Current Institutional Affiliation
Pro Tem Instructor, Anthropology, University Of Oregon

Award Information

International Dissertation Research Fellowship 2016
Institutional Affiliation (at time of award):
Anthropology, University of Oregon
"Getting By": Resilience in One-and-a-Half Generation Immigrant Men Deported to Mexico

This ethnographic project explores men's resilience after forcible displacement—the everyday individual and collective responses to social and physical dislocation to try to attain modest social, economic, and psychological stability and wellbeing. It expands three areas of humanistic social science theory critical to understanding resilience in the context of forcible displacement: 1) structural violence and structural vulnerability, by attending to economic, political, and social structures that cross-cut deported men's historical and geographic trajectories; 2) kinship, through study of how deported men make family; and 3) gender, by examining expressions of masculinities on the streets and in domestic life. The men in this study emigrated from Mexico as children, lived for decades in the U.S., then were convicted of crimes and served prison sentences before being deported back to Mexico as "criminal alien" adults. In Nogales, Sonora, Mexico, the site of this research, they face ostracism as criminal outsiders and conspicuous pochos ("Americanized" Mexicans) and isolation from home and family in the U.S. This project is motivated by a concern for human vulnerability, suffering, and risk.
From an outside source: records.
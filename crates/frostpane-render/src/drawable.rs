//! Backgrounds that can be drawn into arbitrary bounds.
//!
//! A [`Drawable`] is what a view carries as its background. It has no fixed
//! position; the caller supplies the bounds each time it is drawn, and the
//! drawable stretches itself to fill them.
//!
//! Two bitmap-backed variants exist. [`BitmapDrawable`] draws its pixels
//! unclipped. [`RoundedBitmapDrawable`] clips them to a rounded rectangle
//! with antialiased corners.

use crate::pixel_surface::PixelSurface;
use crate::types::{Color, CornerRadii, PixelRect, Point, Rect, RoundedRect};

/// A background that fills whatever bounds it is drawn into.
#[derive(Debug, Clone, PartialEq)]
pub enum Drawable {
    /// A solid color fill.
    Color(Color),
    /// A bitmap stretched to the bounds.
    Bitmap(BitmapDrawable),
    /// A bitmap stretched to the bounds and clipped to rounded corners.
    RoundedBitmap(RoundedBitmapDrawable),
}

impl Drawable {
    /// Draw into `surface`, filling `bounds`.
    pub fn draw(&self, surface: &mut PixelSurface, bounds: PixelRect) {
        if bounds.is_empty() {
            return;
        }
        match self {
            Drawable::Color(color) => surface.fill_rect(bounds, *color),
            Drawable::Bitmap(bitmap) => bitmap.draw(surface, bounds),
            Drawable::RoundedBitmap(rounded) => rounded.draw(surface, bounds),
        }
    }

    /// The backing bitmap, if this drawable has one.
    pub fn bitmap(&self) -> Option<&PixelSurface> {
        match self {
            Drawable::Color(_) => None,
            Drawable::Bitmap(bitmap) => Some(bitmap.bitmap()),
            Drawable::RoundedBitmap(rounded) => Some(rounded.bitmap()),
        }
    }

    /// The clip radii applied when drawing. Zero for unclipped drawables.
    pub fn corner_radii(&self) -> CornerRadii {
        match self {
            Drawable::RoundedBitmap(rounded) => rounded.corner_radii(),
            _ => CornerRadii::ZERO,
        }
    }

    /// Whether drawing clips to rounded corners.
    #[inline]
    pub fn is_rounded(&self) -> bool {
        !self.corner_radii().is_zero()
    }
}

impl From<Color> for Drawable {
    fn from(color: Color) -> Self {
        Drawable::Color(color)
    }
}

impl From<BitmapDrawable> for Drawable {
    fn from(bitmap: BitmapDrawable) -> Self {
        Drawable::Bitmap(bitmap)
    }
}

impl From<RoundedBitmapDrawable> for Drawable {
    fn from(rounded: RoundedBitmapDrawable) -> Self {
        Drawable::RoundedBitmap(rounded)
    }
}

/// A bitmap-backed drawable without clipping.
#[derive(Debug, Clone, PartialEq)]
pub struct BitmapDrawable {
    bitmap: PixelSurface,
}

impl BitmapDrawable {
    /// Wrap a surface. The drawable takes ownership of the pixels.
    #[inline]
    pub fn new(bitmap: PixelSurface) -> Self {
        Self { bitmap }
    }

    /// The backing pixels.
    #[inline]
    pub fn bitmap(&self) -> &PixelSurface {
        &self.bitmap
    }

    fn draw(&self, surface: &mut PixelSurface, bounds: PixelRect) {
        surface.draw_surface_scaled(&self.bitmap, bounds);
    }
}

/// A bitmap-backed drawable clipped to a rounded rectangle.
#[derive(Debug, Clone, PartialEq)]
pub struct RoundedBitmapDrawable {
    bitmap: PixelSurface,
    corner_radii: CornerRadii,
}

impl RoundedBitmapDrawable {
    /// Wrap a surface with the same clip radius on all four corners.
    pub fn new(bitmap: PixelSurface, corner_radius: f32) -> Self {
        Self {
            bitmap,
            corner_radii: CornerRadii::uniform(corner_radius.max(0.0)),
        }
    }

    /// The backing pixels.
    #[inline]
    pub fn bitmap(&self) -> &PixelSurface {
        &self.bitmap
    }

    /// The clip radii.
    #[inline]
    pub fn corner_radii(&self) -> CornerRadii {
        self.corner_radii
    }

    /// The uniform corner radius.
    #[inline]
    pub fn corner_radius(&self) -> f32 {
        self.corner_radii.top_left
    }

    fn draw(&self, surface: &mut PixelSurface, bounds: PixelRect) {
        let scaled;
        let source = if self.bitmap.dimensions() == (bounds.width, bounds.height) {
            &self.bitmap
        } else {
            let Ok(resized) = self.bitmap.resized(bounds.width, bounds.height) else {
                return;
            };
            scaled = resized;
            &scaled
        };

        let shape = RoundedRect {
            rect: Rect::new(0.0, 0.0, bounds.width as f32, bounds.height as f32),
            radii: self.corner_radii,
        };
        surface.draw_surface_with_coverage(source, bounds.x, bounds.y, |x, y| {
            shape.coverage(Point::new(x as f32 + 0.5, y as f32 + 0.5))
        });
    }
}

#[cfg(test)]
mod tests {
    use super::*;

    #[test]
    fn test_color_drawable_fills_bounds() {
        let mut surface = PixelSurface::new(10, 10);
        Drawable::from(Color::RED).draw(&mut surface, PixelRect::new(2, 2, 3, 3));
        assert_eq!(surface.get_rgba8(2, 2), Some([255, 0, 0, 255]));
        assert_eq!(surface.get_rgba8(5, 5), Some([0, 0, 0, 0]));
    }

    #[test]
    fn test_bitmap_drawable_stretches() {
        let mut surface = PixelSurface::new(10, 10);
        let drawable = Drawable::from(BitmapDrawable::new(PixelSurface::from_color(
            1,
            1,
            Color::BLUE,
        )));
        drawable.draw(&mut surface, PixelRect::new(0, 0, 10, 10));
        assert_eq!(surface.get_rgba8(9, 9), Some([0, 0, 255, 255]));
        assert!(!drawable.is_rounded());
        assert_eq!(drawable.corner_radii(), CornerRadii::ZERO);
    }

    #[test]
    fn test_rounded_bitmap_clips_corners() {
        let mut surface = PixelSurface::new(40, 40);
        let rounded = RoundedBitmapDrawable::new(PixelSurface::from_color(40, 40, Color::RED), 12.0);
        let drawable = Drawable::from(rounded);
        drawable.draw(&mut surface, PixelRect::new(0, 0, 40, 40));

        assert_eq!(surface.get_rgba8(0, 0), Some([0, 0, 0, 0]));
        assert_eq!(surface.get_rgba8(39, 0).map(|p| p[3]), Some(0));
        assert_eq!(surface.get_rgba8(20, 20), Some([255, 0, 0, 255]));
        assert_eq!(surface.get_rgba8(20, 0), Some([255, 0, 0, 255]));
        assert_eq!(drawable.corner_radii(), CornerRadii::uniform(12.0));
        assert!(drawable.is_rounded());
    }

    #[test]
    fn test_negative_radius_is_clamped() {
        let rounded = RoundedBitmapDrawable::new(PixelSurface::new(1, 1), -3.0);
        assert_eq!(rounded.corner_radius(), 0.0);
        assert!(rounded.corner_radii().is_zero());
    }

    #[test]
    fn test_unallocatable_bounds_skip_bitmaps() {
        let mut surface = PixelSurface::new(4, 4);
        let bounds = PixelRect::new(0, 0, u32::MAX, u32::MAX);
        let bitmap = PixelSurface::from_color(2, 2, Color::RED);
        Drawable::from(BitmapDrawable::new(bitmap.clone())).draw(&mut surface, bounds);
        Drawable::from(RoundedBitmapDrawable::new(bitmap, 4.0)).draw(&mut surface, bounds);
        assert_eq!(surface.get_rgba8(1, 1), Some([0, 0, 0, 0]));
    }

    #[test]
    fn test_empty_bounds_is_noop() {
        let mut surface = PixelSurface::new(4, 4);
        Drawable::from(Color::RED).draw(&mut surface, PixelRect::new(0, 0, 0, 4));
        assert_eq!(surface.get_rgba8(0, 0), Some([0, 0, 0, 0]));
    }
}
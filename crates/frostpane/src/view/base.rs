//! View base implementation.
//!
//! This module provides `ViewBase`, the state every view carries: geometry
//! within its parent, the background drawable, an optional author tag,
//! visibility, and the layout-completion flags the host drives.

use frostpane_core::logging::targets;
use frostpane_core::{Signal, ViewTag, frost_trace};
use frostpane_render::{Drawable, Rect, Size};

/// The base implementation for all views.
///
/// View implementations include this as a field and hand it out through
/// [`View::view_base`](super::View::view_base).
///
/// # Layout state
///
/// A view starts out not laid out. Changing its geometry requests a layout;
/// the host clears the request when it finishes a layout pass. Only a view
/// that is laid out with no request outstanding has final geometry.
pub struct ViewBase {
    /// Position relative to the parent and size.
    geometry: Rect,

    /// Background drawn behind the view's content.
    background: Option<Drawable>,

    /// Author-assigned identifier.
    tag: Option<ViewTag>,

    /// Whether the view draws at all.
    visible: bool,

    /// Whether the view has completed at least one layout pass.
    laid_out: bool,

    /// Whether a new layout has been requested since the last pass.
    layout_requested: bool,

    /// Signal emitted when the geometry changes.
    pub geometry_changed: Signal<Rect>,

    /// Signal emitted when the background is replaced.
    pub background_changed: Signal<()>,
}

impl ViewBase {
    /// Create a new view base with empty geometry and no background.
    pub fn new() -> Self {
        Self {
            geometry: Rect::ZERO,
            background: None,
            tag: None,
            visible: true,
            laid_out: false,
            layout_requested: true,
            geometry_changed: Signal::new(),
            background_changed: Signal::new(),
        }
    }

    // =========================================================================
    // Identity
    // =========================================================================

    /// The author-assigned tag, if any.
    #[inline]
    pub fn tag(&self) -> Option<ViewTag> {
        self.tag
    }

    /// Assign or clear the tag.
    pub fn set_tag(&mut self, tag: Option<ViewTag>) {
        self.tag = tag;
    }

    // =========================================================================
    // Geometry
    // =========================================================================

    /// Get the view's geometry (position and size) in parent coordinates.
    #[inline]
    pub fn geometry(&self) -> Rect {
        self.geometry
    }

    /// Set the view's geometry.
    ///
    /// A real change requests a new layout and emits `geometry_changed`.
    pub fn set_geometry(&mut self, rect: Rect) {
        if self.geometry != rect {
            self.geometry = rect;
            self.request_layout();
            self.geometry_changed.emit(rect);
        }
    }

    /// Get the view's size.
    #[inline]
    pub fn size(&self) -> Size {
        self.geometry.size
    }

    /// The view's local rectangle, always positioned at (0, 0).
    #[inline]
    pub fn rect(&self) -> Rect {
        Rect::from_size(self.geometry.size)
    }

    // =========================================================================
    // Background
    // =========================================================================

    /// The current background.
    #[inline]
    pub fn background(&self) -> Option<&Drawable> {
        self.background.as_ref()
    }

    /// Replace the background, returning the previous one.
    pub fn set_background(&mut self, background: Option<Drawable>) -> Option<Drawable> {
        let previous = std::mem::replace(&mut self.background, background);
        self.background_changed.emit(());
        previous
    }

    // =========================================================================
    // Visibility
    // =========================================================================

    /// Check if the view is visible.
    #[inline]
    pub fn is_visible(&self) -> bool {
        self.visible
    }

    /// Set whether the view is visible.
    pub fn set_visible(&mut self, visible: bool) {
        self.visible = visible;
    }

    // =========================================================================
    // Layout State
    // =========================================================================

    /// Whether the geometry is final: laid out at least once and no layout
    /// requested since.
    #[inline]
    pub fn is_laid_out(&self) -> bool {
        self.laid_out && !self.layout_requested
    }

    /// Whether a layout has been requested and not yet completed.
    #[inline]
    pub fn is_layout_requested(&self) -> bool {
        self.layout_requested
    }

    /// Mark the geometry as stale until the next layout pass.
    pub fn request_layout(&mut self) {
        self.layout_requested = true;
    }

    /// Mark a layout pass as completed for this view.
    pub fn finish_layout(&mut self) {
        frost_trace!(target: targets::LAYOUT, geometry = ?self.geometry, "view layout finished");
        self.laid_out = true;
        self.layout_requested = false;
    }
}

impl Default for ViewBase {
    fn default() -> Self {
        Self::new()
    }
}

impl std::fmt::Debug for ViewBase {
    fn fmt(&self, f: &mut std::fmt::Formatter<'_>) -> std::fmt::Result {
        f.debug_struct("ViewBase")
            .field("geometry", &self.geometry)
            .field("tag", &self.tag)
            .field("has_background", &self.background.is_some())
            .field("visible", &self.visible)
            .field("laid_out", &self.is_laid_out())
            .finish()
    }
}
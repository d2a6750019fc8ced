//! Views placed inside a blur container.
//!
//! - [`View`]: the trait every child implements
//! - [`ViewBase`]: geometry, background, tag and layout state
//! - [`BlurRadiusProvider`] / [`CornerRadiusProvider`]: optional capabilities
//!   a target view exposes to override the configured radii
//! - [`Panel`]: a ready-made view with a background and painted content

mod base;
mod panel;
mod traits;

pub use base::ViewBase;
pub use panel::Panel;
pub use traits::{BlurRadiusProvider, CornerRadiusProvider, View};
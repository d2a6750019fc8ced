//! Error types for the blur container.

use frostpane_core::{ViewId, ViewTag};
use frostpane_render::RenderError;
use thiserror::Error;

use crate::config::AttributeError;

/// Errors raised while configuring or running a composite pass.
///
/// A failed pass never touches the target's background: whatever it showed
/// before the pass keeps showing.
#[derive(Error, Debug)]
pub enum BlurError {
    /// Neither the target nor the container supplied a blur radius.
    #[error("no blur radius for {target:?}: set one on the container or implement BlurRadiusProvider")]
    Configuration { target: ViewId },

    /// The target was omitted but the container does not have exactly one child.
    #[error("target child may only be omitted with exactly one child, container has {child_count}")]
    AmbiguousTarget { child_count: usize },

    /// The injected blur transform broke its output contract.
    #[error(
        "blur transform returned a {}x{} buffer for a {}x{} input",
        .actual.0, .actual.1, .expected.0, .expected.1
    )]
    CollaboratorContract {
        expected: (u32, u32),
        actual: (u32, u32),
    },

    /// The view is not a direct child of this container.
    #[error("{0:?} is not a child of this container")]
    UnknownView(ViewId),

    /// No direct child carries the tag.
    #[error("no child tagged {0}")]
    UnknownTag(ViewTag),

    /// The snapshot surface could not be allocated.
    #[error("render error: {0}")]
    Render(#[from] RenderError),

    /// Declarative attributes were malformed.
    #[error("attribute error: {0}")]
    Attributes(#[from] AttributeError),
}

/// Result type for blur container operations.
pub type BlurResult<T> = Result<T, BlurError>;
impl PixelSurface {
    // ========================================================================
    // CONSTRUCTION
    // ========================================================================

    /// Create a new transparent surface with the specified dimensions.
    #[inline]
    pub fn new(width: u32, height: u32) -> Self {
        Self {
            inner: RgbaImage::new(width, height),
        }
    }

    /// Create a new transparent surface, rejecting sizes that would exceed
    /// [`MAX_SURFACE_BYTES`].
    pub fn try_new(width: u32, height: u32) -> RenderResult<Self> {
        check_dimensions(width, height)?;
        Ok(Self::new(width, height))
    }

    /// Create a surface filled with a solid color.
    pub fn from_color(width: u32, height: u32, color: Color) -> Self {
        Self {
            inner: RgbaImage::from_pixel(width, height, Rgba(color.to_rgba8())),
        }
    }

    /// Create a surface from raw non-premultiplied RGBA pixel data.
    ///
    /// The data must be exactly `width * height * 4` bytes, row-major.
    pub fn from_rgba(data: Vec<u8>, width: u32, height: u32) -> RenderResult<Self> {
        let expected = width as usize * height as usize * 4;
        let actual = data.len();
        RgbaImage::from_raw(width, height, data)
            .map(|inner| Self { inner })
            .ok_or(RenderError::InvalidPixelData { expected, actual })
    }

    /// Wrap an existing `image::RgbaImage`.
    #[inline]
    pub fn from_image(inner: RgbaImage) -> Self {
        Self { inner }
    }

    // ========================================================================
    // PROPERTIES
    // ========================================================================

    /// Get the width of the surface in pixels.
    #[inline]
    pub fn width(&self) -> u32 {
        self.inner.width()
    }

    /// Get the height of the surface in pixels.
    #[inline]
    pub fn height(&self) -> u32 {
        self.inner.height()
    }

    /// Get the dimensions as a (width, height) tuple.
    #[inline]
    pub fn dimensions(&self) -> (u32, u32) {
        self.inner.dimensions()
    }

    /// Get the size as a `Size` struct.
    #[inline]
    pub fn size(&self) -> Size {
        Size::new(self.width() as f32, self.height() as f32)
    }

    /// Check whether the surface holds no pixels.
    #[inline]
    pub fn is_empty(&self) -> bool {
        self.width() == 0 || self.height() == 0
    }

    /// The full extent of the surface as a pixel rectangle.
    #[inline]
    pub fn bounds(&self) -> PixelRect {
        PixelRect::new(0, 0, self.width(), self.height())
    }

    // ========================================================================
    // PIXEL ACCESS
    // ========================================================================

    /// Get the color of a pixel at the specified coordinates.
    ///
    /// Returns `None` if the coordinates are out of bounds.
    pub fn get_pixel(&self, x: u32, y: u32) -> Option<Color> {
        self.inner
            .get_pixel_checked(x, y)
            .map(|p| Color::from_rgba8(p.0[0], p.0[1], p.0[2], p.0[3]))
    }

    /// Get the raw RGBA8 value of a pixel.
    pub fn get_rgba8(&self, x: u32, y: u32) -> Option<[u8; 4]> {
        self.inner.get_pixel_checked(x, y).map(|p| p.0)
    }

    /// Set the color of a pixel, replacing what was there.
    ///
    /// Does nothing if coordinates are out of bounds.
    pub fn set_pixel(&mut self, x: u32, y: u32, color: Color) {
        if let Some(pixel) = self.inner.get_pixel_mut_checked(x, y) {
            *pixel = Rgba(color.to_rgba8());
        }
    }

    /// Get a reference to the underlying `RgbaImage`.
    #[inline]
    pub fn as_image(&self) -> &RgbaImage {
        &self.inner
    }

    // ========================================================================
    // DRAWING
    // ========================================================================

    /// Blend a solid color over a rectangle, clipped to the surface.
    pub fn fill_rect(&mut self, rect: PixelRect, color: Color) {
        let src = Rgba(color.to_rgba8());
        let Some(clip) = self.clip(rect) else {
            return;
        };
        for y in clip.y0..clip.y1 {
            for x in clip.x0..clip.x1 {
                let dst = self.inner.get_pixel_mut(x, y);
                *dst = blend_over(*dst, src);
            }
        }
    }

    /// Blend another surface over this one with its top-left at (x, y).
    ///
    /// Parts of `source` falling outside this surface are skipped.
    pub fn draw_surface(&mut self, source: &PixelSurface, x: i32, y: i32) {
        self.draw_surface_with_coverage(source, x, y, |_, _| 1.0);
    }

    /// Draw `source` stretched to fill `dest`.
    ///
    /// When sizes match the source is drawn as-is; otherwise it is resampled
    /// with a triangle (bilinear) filter first.
    pub fn draw_surface_scaled(&mut self, source: &PixelSurface, dest: PixelRect) {
        if dest.is_empty() || source.is_empty() {
            return;
        }
        if source.dimensions() == (dest.width, dest.height) {
            self.draw_surface(source, dest.x, dest.y);
        } else if let Ok(scaled) = source.resized(dest.width, dest.height) {
            self.draw_surface(&scaled, dest.x, dest.y);
        }
    }

    /// Blend `source` at (x, y), scaling each source pixel's alpha by
    /// `coverage(sx, sy)` where (sx, sy) are source-local coordinates.
    pub fn draw_surface_with_coverage<F>(&mut self, source: &PixelSurface, x: i32, y: i32, coverage: F)
    where
        F: Fn(u32, u32) -> f32,
    {
        let dest = PixelRect::new(x, y, source.width(), source.height());
        let Some(clip) = self.clip(dest) else {
            return;
        };
        for dy in clip.y0..clip.y1 {
            for dx in clip.x0..clip.x1 {
                // clip guarantees these are inside `source`
                let sx = (i64::from(dx) - i64::from(x)) as u32;
                let sy = (i64::from(dy) - i64::from(y)) as u32;
                let mut src = *source.inner.get_pixel(sx, sy);
                let cov = coverage(sx, sy).clamp(0.0, 1.0);
                if cov < 1.0 {
                    src.0[3] = (f32::from(src.0[3]) * cov).round() as u8;
                }
                let dst = self.inner.get_pixel_mut(dx, dy);
                *dst = blend_over(*dst, src);
            }
        }
    }

    /// Copy the pixels under `rect` into a new surface of exactly
    /// `rect.width` x `rect.height`.
    ///
    /// Pixels are copied verbatim (no blending). Any part of `rect` outside
    /// this surface is transparent in the result. Fails like
    /// [`try_new`](Self::try_new) when `rect` is too large to allocate.
    pub fn crop(&self, rect: PixelRect) -> RenderResult<PixelSurface> {
        let mut out = PixelSurface::try_new(rect.width, rect.height)?;
        let Some(clip) = self.clip(rect) else {
            return Ok(out);
        };
        for sy in clip.y0..clip.y1 {
            for sx in clip.x0..clip.x1 {
                let ox = (i64::from(sx) - i64::from(rect.x)) as u32;
                let oy = (i64::from(sy) - i64::from(rect.y)) as u32;
                out.inner.put_pixel(ox, oy, *self.inner.get_pixel(sx, sy));
            }
        }
        Ok(out)
    }

    /// Resample to exact dimensions with a triangle filter.
    pub fn resized(&self, width: u32, height: u32) -> RenderResult<PixelSurface> {
        check_dimensions(width, height)?;
        Ok(Self {
            inner: image::imageops::resize(
                &self.inner,
                width,
                height,
                image::imageops::FilterType::Triangle,
            ),
        })
    }

    // ========================================================================
    // EXPORT
    // ========================================================================

    /// Save the surface to a file. The format is taken from the extension.
    pub fn save(&self, path: impl AsRef<Path>) -> RenderResult<()> {
        self.inner.save(path.as_ref())?;
        Ok(())
    }

    /// Encode the surface as PNG.
    pub fn to_png(&self) -> RenderResult<Vec<u8>> {
        let mut buffer = Cursor::new(Vec::new());
        self.inner.write_to(&mut buffer, ImageFormat::Png)?;
        Ok(buffer.into_inner())
    }

    // ========================================================================
    // HELPERS
    // ========================================================================

    /// Intersect `rect` with this surface's bounds.
    fn clip(&self, rect: PixelRect) -> Option<Span> {
        let x0 = i64::from(rect.x).max(0);
        let y0 = i64::from(rect.y).max(0);
        let x1 = rect.right().min(i64::from(self.width()));
        let y1 = rect.bottom().min(i64::from(self.height()));
        if x0 >= x1 || y0 >= y1 {
            return None;
        }
        Some(Span {
            x0: x0 as u32,
            y0: y0 as u32,
            x1: x1 as u32,
            y1: y1 as u32,
        })
    }
}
Interest in responses and resistances to such vulnerabilities, or resilience, fosters examination of how individuals and collectives attempt to contest precarious conditions. By investigating deported men's grounded resilience strategies—attempts at some social, economic, and psychological wellbeing despite hardship—this research will better illuminate the vulnerabilities of forcible displacement and the everyday efforts to mitigate them.